▸ **Saved data entries**:
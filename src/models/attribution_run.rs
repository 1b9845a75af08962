//! AttributionRun entity model
//!
//! This module contains the SeaORM entity model for the attribution_runs table. A run is
//! one batch execution of a weighting model over a tenant's conversions, moving through
//! `pending -> running -> completed | failed`.

use sea_orm::ActiveModelBehavior;
use sea_orm::entity::prelude::*;
use sea_orm::prelude::DateTimeWithTimeZone;
use serde_json::Value as JsonValue;

/// AttributionRun entity with lifecycle status and outcome counters
#[derive(Clone, Debug, PartialEq, Eq, DeriveEntityModel)]
#[sea_orm(table_name = "attribution_runs")]
pub struct Model {
    /// Unique identifier for the run (primary key)
    #[sea_orm(primary_key, auto_increment = false)]
    pub id: Uuid,

    /// Tenant identifier for multi-tenancy
    pub tenant_id: Uuid,

    /// Attribution model applied by this run
    pub model_id: Uuid,

    /// Operator-supplied run name
    pub name: String,

    pub description: Option<String>,

    /// Serialized, validated `RunConfig`
    #[sea_orm(column_type = "JsonBinary")]
    pub config: JsonValue,

    /// pending / running / completed / failed
    pub status: String,

    /// Timestamp when the latest execution started
    pub started_at: Option<DateTimeWithTimeZone>,

    /// Timestamp when the latest execution finished
    pub completed_at: Option<DateTimeWithTimeZone>,

    /// Conversions matched by the run filters
    pub conversions_total: i32,

    /// Conversions that produced at least one result row
    pub conversions_attributed: i32,

    /// Conversions with no interaction inside the window
    pub conversions_without_journey: i32,

    /// Conversions whose attribution failed
    pub conversions_failed: i32,

    /// Result rows written by the latest execution
    pub results_written: i32,

    /// Captured per-conversion error summaries
    #[sea_orm(column_type = "JsonBinary")]
    pub error_summary: Option<JsonValue>,

    /// Timestamp when the run was created
    pub created_at: DateTimeWithTimeZone,

    /// Timestamp when the run was last updated
    pub updated_at: DateTimeWithTimeZone,
}

#[derive(Copy, Clone, Debug, EnumIter, DeriveRelation)]
pub enum Relation {
    #[sea_orm(has_many = "super::attribution_result::Entity")]
    Results,
}

impl Related<super::attribution_result::Entity> for Entity {
    fn to() -> RelationDef {
        Relation::Results.def()
    }
}

impl ActiveModelBehavior for ActiveModel {}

▸ **EXERCISE REQUIREMENTS**: Could you print all of the entries again exactly as they stand?

▸ **EXERCISE SOLUTION**:
filename src/models/attribution_run.rs
repository 1b9845a75af08962
//! AttributionRun entity model
//!
//! This module contains the SeaORM entity model for the attribution_runs table. A run is
//! one batch execution of a weighting model over a tenant's conversions, moving through
//! `pending -> running -> completed | failed`.

use sea_orm::ActiveModelBehavior;
use sea_orm::entity::prelude::*;
use sea_orm::prelude::DateTimeWithTimeZone;
use serde_json::Value as JsonValue;

/// AttributionRun entity with lifecycle status and outcome counters
#[derive(Clone, Debug, PartialEq, Eq, DeriveEntityModel)]
#[sea_orm(table_name = "attribution_runs")]
pub struct Model {
    /// Unique identifier for the run (primary key)
    #[sea_orm(primary_key, auto_increment = false)]
    pub id: Uuid,

    /// Tenant identifier for multi-tenancy
    pub tenant_id: Uuid,

    /// Attribution model applied by this run
    pub model_id: Uuid,

    /// Operator-supplied run name
    pub name: String,

    pub description: Option<String>,

    /// Serialized, validated `RunConfig`
    #[sea_orm(column_type = "JsonBinary")]
    pub config: JsonValue,

    /// pending / running / completed / failed
    pub status: String,

    /// Timestamp when the latest execution started
    pub started_at: Option<DateTimeWithTimeZone>,

    /// Timestamp when the latest execution finished
    pub completed_at: Option<DateTimeWithTimeZone>,

    /// Conversions matched by the run filters
    pub conversions_total: i32,

    /// Conversions that produced at least one result row
    pub conversions_attributed: i32,

    /// Conversions with no interaction inside the window
    pub conversions_without_journey: i32,

    /// Conversions whose attribution failed
    pub conversions_failed: i32,

    /// Result rows written by the latest execution
    pub results_written: i32,

    /// Captured per-conversion error summaries
    #[sea_orm(column_type = "JsonBinary")]
    pub error_summary: Option<JsonValue>,

    /// Timestamp when the run was created
    pub created_at: DateTimeWithTimeZone,

    /// Timestamp when the run was last updated
    pub updated_at: DateTimeWithTimeZone,
}

#[derive(Copy, Clone, Debug, EnumIter, DeriveRelation)]
pub enum Relation {
    #[sea_orm(has_many = "super::attribution_result::Entity")]
    Results,
}

impl Related<super::attribution_result::Entity> for Entity {
    fn to() -> RelationDef {
        Relation::Results.def()
    }
}

impl ActiveModelBehavior for ActiveModel {}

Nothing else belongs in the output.